╭──

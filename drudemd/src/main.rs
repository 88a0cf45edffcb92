use anyhow::{anyhow, Context};
use atoms::{build_special, Atoms, Domain, NeighborList};
use control::Control;
use drude::{DrudeTypes, ParticleRole, PartnerRegistry};
use dwconsts::*;
use dwmpi::{Comm, SerialComm};
use rctransform::ReducedTransform;
use tempdrude::TempDrude;
use thole::{PairContext, PairThole};
use vector3::Vector3f64;

mod system;
use system::System;

fn main() -> anyhow::Result<()> {
    // start the timer-main

    let stopwatch_main = std::time::Instant::now();

    let comm = SerialComm::new();

    // read in control parameters

    let mut control = Control::new();
    control.read_file("in.ctrl")?;

    // RUST_LOG still takes precedence over the verbosity
    env_logger::Builder::from_env(env_logger::Env::default().default_filter_or(control.get_log_filter())).init();

    control.display();

    // read in the molecular system

    let mut system = System::new();
    system.read_file(control.get_system_file())?;

    system.display();

    let ntypes = system.get_ntypes();

    let types = DrudeTypes::parse(control.get_drude_types(), control.get_drude_pairs(), ntypes)?;
    let mut registry = PartnerRegistry::new(types);

    let mut atoms = Atoms::new(ntypes, true, false);

    for group in control.get_groups().iter() {
        atoms
            .define_group_by_types(&group.name, &group.types)
            .with_context(|| format!("group '{}'", group.name))?;
    }

    system.populate(&mut atoms, &mut [&mut registry])?;

    // pair style

    let mut thole = PairThole::new(ntypes);

    thole.settings(&control.get_pair_thole())?;

    for args in control.get_pair_coeff().iter() {
        thole.coeff(args)?;
    }

    let cut_max = thole.init(&atoms)?;

    thole.display();

    // periodic images and core/Drude topology

    let domain = Domain::new(
        system.get_lo(),
        system.get_hi(),
        [true; 3],
        control.get_dimension(),
    );

    domain.borders(&mut atoms, cut_max, &mut [&mut registry])?;

    registry.build_partner_links(&atoms, &comm)?;

    build_special(&mut atoms)?;
    registry.rebuild_special(&mut atoms, &comm)?;

    // induced-dipole interactions

    let newton_pair = control.get_newton_pair();

    let list = NeighborList::build_half(&atoms, cut_max, newton_pair);

    let ctx = PairContext::new(
        control.get_units().get_qqrd2e(control.get_dielectric()),
        control.get_special_coul(),
        newton_pair,
    );

    atoms.f.iter_mut().for_each(|f| f.set_zeros());

    let ev = thole.compute(&mut atoms, &registry, &list, &ctx, true, true)?;

    if newton_pair {
        domain.reverse_comm_forces(&mut atoms);
    }

    let ev = ev.all_sum(&comm);

    let fmax = atoms.f[..atoms.nlocal]
        .iter()
        .map(|f| f.norm2())
        .fold(0.0, f64::max);

    let mut fsum = Vector3f64::zeros();
    for f in atoms.f[..atoms.nlocal].iter() {
        fsum += *f;
    }

    // temperature

    let temp_bit = group_bit(&atoms, control.get_temp_group())?;

    let mut temperature = TempDrude::new(temp_bit, control.get_dimension(), control.get_units());
    temperature.set_extra_dof(control.get_temp_extra_dof());
    temperature.set_dynamic(control.get_temp_dynamic());
    temperature.setup(&atoms, &[], &comm);

    let t = temperature.compute_scalar(&atoms, &registry, &comm)?;
    let ke_tensor = temperature.compute_vector(&atoms, &registry, &comm)?;

    // reduced-coordinate round trip

    let mut transform = ReducedTransform::new(group_bit(&atoms, control.get_transform_group())?);

    let ke_real = kinetic_energy(&atoms, &comm) * control.get_units().get_mvv2e();

    let x0 = atoms.x.clone();
    let v0 = atoms.v.clone();

    let npairs = transform.direct(&mut atoms, &mut registry)?;

    let ke_reduced = kinetic_energy(&atoms, &comm) * control.get_units().get_mvv2e();

    transform.inverse(&mut atoms, &mut registry)?;

    let mut dx_max: f64 = 0.0;
    let mut dv_max: f64 = 0.0;

    for i in 0..atoms.nlocal {
        dx_max = dx_max.max(domain.minimum_image(atoms.x[i] - x0[i]).norm2());
        dv_max = dv_max.max((atoms.v[i] - v0[i]).norm2());
    }

    // report

    let ncores = (0..atoms.nlocal)
        .filter(|&i| registry.role_of(&atoms, i) == ParticleRole::Core)
        .count();

    println!();
    println!("   {:-^80}", " core/Drude topology ");
    println!();

    print_row("roles", registry.get_types().letters());
    print_row("core/Drude pairs", comm.all_sum_scalar_i64(ncores as i64));
    print_row("ghost images", atoms.nghost);
    print_row("neighbor pairs", list.total_neighbors());

    println!();
    println!("   {:-^80}", " thole ");
    println!();

    print_row("energy", format!("{:.10E}", ev.eng_coul));
    for (name, w) in ["xx", "yy", "zz", "xy", "xz", "yz"].iter().zip(ev.virial.iter()) {
        print_row(format!("virial {}", name), format!("{:.10E}", w));
    }
    print_row("max |f|", format!("{:.10E}", fmax));
    print_row("|sum f|", format!("{:.10E}", fsum.norm2()));

    println!();
    println!("   {:-^80}", " temperature ");
    println!();

    print_row("dof", temperature.get_dof());
    print_row("temperature", format!("{:.6}", t));
    for (name, k) in ["xx", "yy", "zz", "xy", "xz", "yz"].iter().zip(ke_tensor.iter()) {
        print_row(format!("ke {}", name), format!("{:.10E}", k));
    }

    println!();
    println!("   {:-^80}", " reduced coordinates ");
    println!();

    print_row("transformed pairs", npairs);
    print_row("ke real", format!("{:.10E}", ke_real));
    print_row("ke reduced", format!("{:.10E}", ke_reduced));
    print_row("max |dx| round trip", format!("{:.3E}", dx_max));
    print_row("max |dv| round trip", format!("{:.3E}", dv_max));

    if dx_max > EPS8 || dv_max > EPS8 {
        log::warn!("round trip deviates by {:.3E} in x and {:.3E} in v", dx_max, dv_max);
    }

    println!();
    println!(
        "   {:<width1$} = {:>width2$.2} s",
        "total time",
        stopwatch_main.elapsed().as_secs_f64(),
        width1 = OUT_WIDTH1,
        width2 = OUT_WIDTH2
    );

    Ok(())
}

fn group_bit(atoms: &Atoms, name: &str) -> anyhow::Result<u32> {
    atoms
        .group_bit(name)
        .ok_or_else(|| anyhow!("group '{}' is not defined", name))
}

fn kinetic_energy(atoms: &Atoms, comm: &dyn Comm) -> f64 {
    let ke: f64 = (0..atoms.nlocal)
        .map(|i| 0.5 * atoms.mass_of(i) * atoms.v[i].norm2_squared())
        .sum();

    comm.all_sum_scalar_f64(ke)
}

fn print_row<K: std::fmt::Display, V: std::fmt::Display>(key: K, val: V) {
    println!(
        "   {:<width1$} = {:>width2$}",
        key.to_string(),
        val.to_string(),
        width1 = OUT_WIDTH1,
        width2 = OUT_WIDTH2
    );
}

╰──

TASK INSTRUCTIONS: When you reach the line holding "reduced-coordinate round trip" in the records above, begin reproducing exactly, stop after the line holding "let x0 = atoms.x.clone();", and output nothing else.

ANSWER TO THIS EXERCISE:
    // reduced-coordinate round trip

    let mut transform = ReducedTransform::new(group_bit(&atoms, control.get_transform_group())?);

    let ke_real = kinetic_energy(&atoms, &comm) * control.get_units().get_mvv2e();

    let x0 = atoms.x.clone();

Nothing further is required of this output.